DATA SECTION =>
##########
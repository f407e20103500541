//! Command-line front end for changeflow runs.
//!
//! The host application owns the changelogs, so this crate is a library: a
//! host binary parses [`CliArgs`] and hands them to [`run_sqlite`] together
//! with its engine factory.
//!
//! ```no_run
//! use changeflow::changeset::Changelog;
//! use changeflow::sqlite::SqliteEngineFactory;
//! use changeflow_cli::{init_tracing, run_sqlite, CliArgs};
//! use clap::Parser;
//!
//! fn main() {
//!     let args = CliArgs::parse();
//!     if let Err(e) = init_tracing().and_then(|_| {
//!         run_sqlite(SqliteEngineFactory::new(vec![Changelog::new("db/master", vec![])]), args)
//!     }) {
//!         eprintln!("Error: {}", e);
//!         std::process::exit(1);
//!     }
//! }
//! ```
//!
//! Long flags match [`ConfigurationKey::flag`] so a resolved configuration
//! rendered with
//! [`to_command_line_args`](changeflow::config::MigrationConfiguration::to_command_line_args)
//! parses back into the same settings.

use std::io::Write;
use std::path::PathBuf;

use changeflow::config::ConfigurationKey;
use changeflow::engine::{ConnectionParams, DatabaseConnector, FileSystemResourceAccessor};
use changeflow::sqlite::{applied_changesets, SqliteConnector, SqliteDatabase, SqliteEngineFactory};
use changeflow::{driver, ExecutionReport, MigrationExecutor, RunSettings};
use clap::{Parser, Subcommand};
use tracing_subscriber::layer::SubscriberExt;
use tracing_subscriber::util::SubscriberInitExt;
use tracing_subscriber::{fmt, EnvFilter};

type CliResult = Result<(), Box<dyn std::error::Error>>;

#[derive(Parser, Debug)]
#[command(name = "changeflow", about = "Database changelog migrations")]
pub struct CliArgs {
    #[command(subcommand)]
    pub command: Commands,
}

#[derive(Subcommand, Debug)]
pub enum Commands {
    /// Apply pending changesets (requires database)
    Update(RunArgs),
    /// Show changesets recorded as applied (requires database)
    History(RunArgs),
    /// List the embedded driver catalog (no database required)
    Drivers {
        /// Print JSON instead of text
        #[arg(long)]
        json: bool,
    },
}

/// Options shared by the commands that talk to a database.
#[derive(clap::Args, Debug, Clone, Default, PartialEq, Eq)]
pub struct RunArgs {
    /// Properties file providing base configuration
    #[arg(long = "defaults-file", value_name = "PATH")]
    pub defaults_file: Option<PathBuf>,

    /// Changelog to apply
    #[arg(long)]
    pub changelog_file: Option<String>,

    /// Database url, e.g. jdbc:sqlite:app.db
    #[arg(long)]
    pub url: Option<String>,

    #[arg(long)]
    pub username: Option<String>,

    #[arg(long)]
    pub password: Option<String>,

    #[arg(long)]
    pub default_schema_name: Option<String>,

    /// Comma-separated context labels selecting changesets
    #[arg(long)]
    pub contexts: Option<String>,

    /// Engine display name looked up in the driver catalog
    #[arg(long)]
    pub database_engine: Option<String>,

    /// Driver class, overriding the catalog
    #[arg(long)]
    pub driver: Option<String>,

    /// Roll back and re-apply every applied changeset
    #[arg(long)]
    pub test_rollbacks: bool,

    /// Directory changelog resources are read from
    #[arg(long, value_name = "DIR", default_value = ".")]
    pub workspace: PathBuf,

    /// Print JSON instead of text
    #[arg(long)]
    pub json: bool,
}

impl RunArgs {
    pub fn to_settings(&self) -> RunSettings {
        let mut settings = RunSettings::new().with_test_rollbacks(self.test_rollbacks);
        settings.properties_path = self.defaults_file.clone();
        settings.fields.changelog_file = self.changelog_file.clone();
        settings.fields.url = self.url.clone();
        settings.fields.username = self.username.clone();
        settings.fields.password = self.password.clone();
        settings.fields.default_schema_name = self.default_schema_name.clone();
        settings.fields.contexts = self.contexts.clone();
        settings.fields.database_engine = self.database_engine.clone();
        settings.driver_override = self.driver.clone();
        settings
    }
}

/// Install a `tracing` fmt subscriber writing to stderr. The filter comes from
/// `RUST_LOG` and defaults to `info`.
pub fn init_tracing() -> CliResult {
    let env_filter = EnvFilter::try_from_default_env().or_else(|_| EnvFilter::try_new("info"))?;
    tracing_subscriber::registry()
        .with(fmt::layer().with_writer(std::io::stderr).with_target(false))
        .with(env_filter)
        .try_init()?;
    Ok(())
}

/// Run a parsed command against SQLite, printing to stdout.
pub fn run_sqlite(factory: SqliteEngineFactory, args: CliArgs) -> CliResult {
    run_sqlite_with_output(factory, args, &mut std::io::stdout().lock())
}

/// [`run_sqlite`], printing to `out`.
pub fn run_sqlite_with_output(
    factory: SqliteEngineFactory,
    args: CliArgs,
    out: &mut dyn Write,
) -> CliResult {
    match args.command {
        Commands::Drivers { json } => print_drivers(json, out),
        Commands::History(run) => print_history(&factory, &run, out),
        Commands::Update(run) => {
            let executor = MigrationExecutor::new(SqliteConnector::new(), factory)
                .with_resource_accessor(FileSystemResourceAccessor::new(&run.workspace));
            match executor.run(&run.to_settings()) {
                Ok(report) => print_report(&report, None, run.json, out),
                Err(err) => {
                    print_report(&err.report, Some(err.error.to_string().as_str()), run.json, out)?;
                    Err(err.into())
                }
            }
        }
    }
}

fn print_drivers(json: bool, out: &mut dyn Write) -> CliResult {
    if json {
        writeln!(out, "{}", serde_json::to_string_pretty(driver::all())?)?;
        return Ok(());
    }
    writeln!(out, "Embedded drivers ({}):", driver::all().len())?;
    for entry in driver::all() {
        writeln!(
            out,
            "  {:<16} {}",
            entry.display_name(),
            entry.driver_class_name()
        )?;
    }
    Ok(())
}

fn print_report(
    report: &ExecutionReport,
    error: Option<&str>,
    json: bool,
    out: &mut dyn Write,
) -> CliResult {
    if json {
        let value = serde_json::json!({
            "executed_changesets": report.executed_changesets,
            "failed_changeset": report.failed_changeset,
            "error": error,
        });
        writeln!(out, "{}", serde_json::to_string_pretty(&value)?)?;
        return Ok(());
    }

    if report.executed_changesets.is_empty() {
        writeln!(out, "No changesets executed.")?;
    } else {
        writeln!(
            out,
            "Executed changesets ({}):",
            report.executed_changesets.len()
        )?;
        for changeset in &report.executed_changesets {
            writeln!(out, "  {}", changeset)?;
        }
    }
    if let Some(failed) = &report.failed_changeset {
        writeln!(out, "Failed changeset: {}", failed)?;
    }
    if let Some(error) = error {
        writeln!(out, "Error: {}", error)?;
    }
    Ok(())
}

fn print_history(factory: &SqliteEngineFactory, run: &RunArgs, out: &mut dyn Write) -> CliResult {
    let config = run.to_settings().resolve()?;
    let changelog = config
        .get(ConfigurationKey::ChangelogFile)
        .ok_or("No changelog file configured")?
        .to_string();

    let mut database = SqliteConnector::new().connect(&ConnectionParams::from_config(&config))?;
    let rows = {
        let conn = database
            .as_any_mut()
            .downcast_mut::<SqliteDatabase>()
            .and_then(SqliteDatabase::connection_mut)
            .ok_or("SQLite connector returned an unusable handle")?;
        applied_changesets(conn, factory.tracking_table_name(), &changelog)
    };
    if let Err(e) = database.close() {
        tracing::warn!(error = %e, "error closing database");
    }
    let rows = rows?;

    if run.json {
        let value: Vec<_> = rows
            .iter()
            .map(|(id, author, order)| {
                serde_json::json!({ "id": id, "author": author, "order_executed": order })
            })
            .collect();
        writeln!(out, "{}", serde_json::to_string_pretty(&value)?)?;
        return Ok(());
    }
    if rows.is_empty() {
        writeln!(out, "No changesets applied from {}.", changelog)?;
        return Ok(());
    }
    writeln!(out, "Applied changesets from {} ({}):", changelog, rows.len())?;
    for (id, author, order) in rows {
        writeln!(out, "  {:>4}  {} by {}", order, id, author)?;
    }
    Ok(())
}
##########
WHAT TO DO =>
Extract the lines of the preceding material that run from the line with "use std::io::Write;" through the line with "pub struct RunArgs", inclusive, reproducing them exactly and adding nothing.

RESPONSE TO THE TASK =>
use std::io::Write;
use std::path::PathBuf;

use changeflow::config::ConfigurationKey;
use changeflow::engine::{ConnectionParams, DatabaseConnector, FileSystemResourceAccessor};
use changeflow::sqlite::{applied_changesets, SqliteConnector, SqliteDatabase, SqliteEngineFactory};
use changeflow::{driver, ExecutionReport, MigrationExecutor, RunSettings};
use clap::{Parser, Subcommand};
use tracing_subscriber::layer::SubscriberExt;
use tracing_subscriber::util::SubscriberInitExt;
use tracing_subscriber::{fmt, EnvFilter};

type CliResult = Result<(), Box<dyn std::error::Error>>;

#[derive(Parser, Debug)]
#[command(name = "changeflow", about = "Database changelog migrations")]
pub struct CliArgs {
    #[command(subcommand)]
    pub command: Commands,
}

#[derive(Subcommand, Debug)]
pub enum Commands {
    /// Apply pending changesets (requires database)
    Update(RunArgs),
    /// Show changesets recorded as applied (requires database)
    History(RunArgs),
    /// List the embedded driver catalog (no database required)
    Drivers {
        /// Print JSON instead of text
        #[arg(long)]
        json: bool,
    },
}

/// Options shared by the commands that talk to a database.
#[derive(clap::Args, Debug, Clone, Default, PartialEq, Eq)]
pub struct RunArgs {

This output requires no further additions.